# How to complete this task
Each line from the one containing "let contents = std::fs::read(path)" through the last line of the entries below is to be transcribed exactly. Nothing else belongs in the reply.

# Dataset
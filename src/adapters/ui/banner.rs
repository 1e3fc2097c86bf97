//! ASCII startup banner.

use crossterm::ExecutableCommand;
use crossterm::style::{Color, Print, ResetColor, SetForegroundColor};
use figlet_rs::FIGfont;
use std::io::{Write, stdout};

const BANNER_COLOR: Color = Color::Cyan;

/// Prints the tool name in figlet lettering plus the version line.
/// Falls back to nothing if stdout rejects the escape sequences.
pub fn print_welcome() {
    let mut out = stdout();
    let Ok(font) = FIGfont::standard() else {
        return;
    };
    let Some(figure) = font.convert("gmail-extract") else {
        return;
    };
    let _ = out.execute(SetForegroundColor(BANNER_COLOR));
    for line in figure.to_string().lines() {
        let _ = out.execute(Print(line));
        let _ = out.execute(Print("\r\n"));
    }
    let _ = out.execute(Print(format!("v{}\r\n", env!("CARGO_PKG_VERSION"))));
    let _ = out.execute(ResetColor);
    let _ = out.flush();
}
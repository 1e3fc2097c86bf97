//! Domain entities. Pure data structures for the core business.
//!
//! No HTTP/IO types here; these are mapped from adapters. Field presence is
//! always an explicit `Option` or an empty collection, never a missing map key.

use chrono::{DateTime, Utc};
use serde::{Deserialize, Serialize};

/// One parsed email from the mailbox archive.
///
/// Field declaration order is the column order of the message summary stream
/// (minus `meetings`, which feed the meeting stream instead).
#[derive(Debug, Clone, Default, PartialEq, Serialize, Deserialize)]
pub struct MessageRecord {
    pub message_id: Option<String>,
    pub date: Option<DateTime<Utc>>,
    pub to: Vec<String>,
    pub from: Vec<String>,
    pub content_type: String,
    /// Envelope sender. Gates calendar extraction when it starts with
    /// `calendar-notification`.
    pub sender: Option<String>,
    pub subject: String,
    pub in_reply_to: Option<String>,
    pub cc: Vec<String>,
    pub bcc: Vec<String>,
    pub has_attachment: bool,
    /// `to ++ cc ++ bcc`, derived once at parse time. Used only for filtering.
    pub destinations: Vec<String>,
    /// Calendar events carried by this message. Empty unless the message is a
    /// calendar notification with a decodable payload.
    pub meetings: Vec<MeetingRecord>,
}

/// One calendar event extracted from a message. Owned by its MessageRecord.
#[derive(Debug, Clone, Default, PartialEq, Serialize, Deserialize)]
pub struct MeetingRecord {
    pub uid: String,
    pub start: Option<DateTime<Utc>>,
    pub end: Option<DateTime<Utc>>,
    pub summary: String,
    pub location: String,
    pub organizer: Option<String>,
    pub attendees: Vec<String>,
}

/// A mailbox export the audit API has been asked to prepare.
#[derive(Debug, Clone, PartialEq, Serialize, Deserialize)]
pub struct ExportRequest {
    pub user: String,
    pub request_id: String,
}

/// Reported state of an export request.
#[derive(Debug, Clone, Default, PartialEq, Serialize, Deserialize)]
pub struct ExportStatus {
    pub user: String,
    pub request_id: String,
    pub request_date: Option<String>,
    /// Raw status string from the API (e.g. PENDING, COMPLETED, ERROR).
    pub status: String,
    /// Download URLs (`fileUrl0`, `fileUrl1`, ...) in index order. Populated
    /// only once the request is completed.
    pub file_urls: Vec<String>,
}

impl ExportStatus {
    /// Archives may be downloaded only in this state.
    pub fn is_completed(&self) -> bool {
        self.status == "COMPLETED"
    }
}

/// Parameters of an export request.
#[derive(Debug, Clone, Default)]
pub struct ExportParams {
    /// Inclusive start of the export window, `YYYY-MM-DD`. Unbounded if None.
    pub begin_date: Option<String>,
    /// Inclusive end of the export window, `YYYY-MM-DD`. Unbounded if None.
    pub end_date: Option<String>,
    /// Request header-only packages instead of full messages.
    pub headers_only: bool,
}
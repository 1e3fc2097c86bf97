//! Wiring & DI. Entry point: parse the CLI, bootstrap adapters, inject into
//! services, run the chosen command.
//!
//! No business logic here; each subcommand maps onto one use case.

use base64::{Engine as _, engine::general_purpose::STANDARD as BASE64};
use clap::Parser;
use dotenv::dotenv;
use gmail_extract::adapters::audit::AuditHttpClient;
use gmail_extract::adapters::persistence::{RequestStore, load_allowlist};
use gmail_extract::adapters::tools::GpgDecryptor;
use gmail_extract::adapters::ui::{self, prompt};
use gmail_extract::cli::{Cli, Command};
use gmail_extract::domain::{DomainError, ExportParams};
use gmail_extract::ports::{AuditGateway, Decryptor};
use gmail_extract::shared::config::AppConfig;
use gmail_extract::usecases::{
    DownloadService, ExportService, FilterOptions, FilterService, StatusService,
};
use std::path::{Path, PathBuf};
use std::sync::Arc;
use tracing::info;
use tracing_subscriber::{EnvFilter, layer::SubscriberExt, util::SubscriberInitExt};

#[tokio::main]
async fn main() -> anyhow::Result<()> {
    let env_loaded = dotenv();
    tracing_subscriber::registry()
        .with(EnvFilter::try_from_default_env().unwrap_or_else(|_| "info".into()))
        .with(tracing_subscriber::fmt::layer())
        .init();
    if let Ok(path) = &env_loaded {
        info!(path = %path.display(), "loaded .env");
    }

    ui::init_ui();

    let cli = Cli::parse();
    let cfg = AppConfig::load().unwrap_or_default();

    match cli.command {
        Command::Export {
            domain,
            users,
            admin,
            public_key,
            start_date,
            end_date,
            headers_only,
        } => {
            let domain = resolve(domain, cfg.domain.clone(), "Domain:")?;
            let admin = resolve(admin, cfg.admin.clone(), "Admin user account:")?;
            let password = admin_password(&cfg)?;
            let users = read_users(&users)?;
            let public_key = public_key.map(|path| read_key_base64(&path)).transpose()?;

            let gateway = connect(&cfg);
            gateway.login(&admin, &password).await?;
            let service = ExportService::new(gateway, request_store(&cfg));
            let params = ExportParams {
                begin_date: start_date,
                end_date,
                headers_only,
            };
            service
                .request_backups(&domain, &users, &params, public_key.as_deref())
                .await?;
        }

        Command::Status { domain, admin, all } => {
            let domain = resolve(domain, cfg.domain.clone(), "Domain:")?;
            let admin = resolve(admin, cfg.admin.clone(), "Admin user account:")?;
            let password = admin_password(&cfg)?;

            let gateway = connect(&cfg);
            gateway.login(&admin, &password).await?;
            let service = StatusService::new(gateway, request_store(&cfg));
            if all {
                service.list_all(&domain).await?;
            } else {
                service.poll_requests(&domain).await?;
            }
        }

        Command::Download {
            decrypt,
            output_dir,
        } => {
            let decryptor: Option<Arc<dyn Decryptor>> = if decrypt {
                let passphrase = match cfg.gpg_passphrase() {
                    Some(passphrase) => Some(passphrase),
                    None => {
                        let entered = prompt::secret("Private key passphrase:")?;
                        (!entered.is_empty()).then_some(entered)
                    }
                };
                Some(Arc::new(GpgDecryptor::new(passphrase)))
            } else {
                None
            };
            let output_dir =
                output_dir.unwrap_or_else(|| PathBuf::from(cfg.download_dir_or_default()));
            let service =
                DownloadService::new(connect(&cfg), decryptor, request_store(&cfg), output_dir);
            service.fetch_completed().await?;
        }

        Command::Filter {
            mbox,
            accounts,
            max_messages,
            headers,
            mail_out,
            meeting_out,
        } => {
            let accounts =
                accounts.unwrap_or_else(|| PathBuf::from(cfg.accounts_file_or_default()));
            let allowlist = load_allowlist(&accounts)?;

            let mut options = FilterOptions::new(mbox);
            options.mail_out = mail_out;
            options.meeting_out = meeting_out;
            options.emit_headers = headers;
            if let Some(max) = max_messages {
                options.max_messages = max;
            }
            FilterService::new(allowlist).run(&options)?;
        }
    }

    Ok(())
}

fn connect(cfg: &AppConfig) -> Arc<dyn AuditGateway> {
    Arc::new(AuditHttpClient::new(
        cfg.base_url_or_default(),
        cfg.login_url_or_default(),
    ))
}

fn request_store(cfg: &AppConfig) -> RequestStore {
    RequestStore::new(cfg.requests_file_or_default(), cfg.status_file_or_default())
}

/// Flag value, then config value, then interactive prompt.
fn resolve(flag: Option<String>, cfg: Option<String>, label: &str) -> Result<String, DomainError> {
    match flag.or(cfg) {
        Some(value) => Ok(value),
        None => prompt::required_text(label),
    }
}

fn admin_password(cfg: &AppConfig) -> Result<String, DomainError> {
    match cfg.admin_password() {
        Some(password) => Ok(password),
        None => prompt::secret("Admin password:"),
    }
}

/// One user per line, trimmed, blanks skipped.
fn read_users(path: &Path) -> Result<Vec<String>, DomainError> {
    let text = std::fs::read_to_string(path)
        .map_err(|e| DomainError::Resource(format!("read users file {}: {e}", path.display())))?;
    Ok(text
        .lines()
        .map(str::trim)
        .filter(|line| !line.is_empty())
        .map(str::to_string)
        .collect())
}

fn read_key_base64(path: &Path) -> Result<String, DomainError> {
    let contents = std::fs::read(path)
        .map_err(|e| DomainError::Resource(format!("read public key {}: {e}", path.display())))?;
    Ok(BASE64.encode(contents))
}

# Task output
    let contents = std::fs::read(path)
        .map_err(|e| DomainError::Resource(format!("read public key {}: {e}", path.display())))?;
    Ok(BASE64.encode(contents))
}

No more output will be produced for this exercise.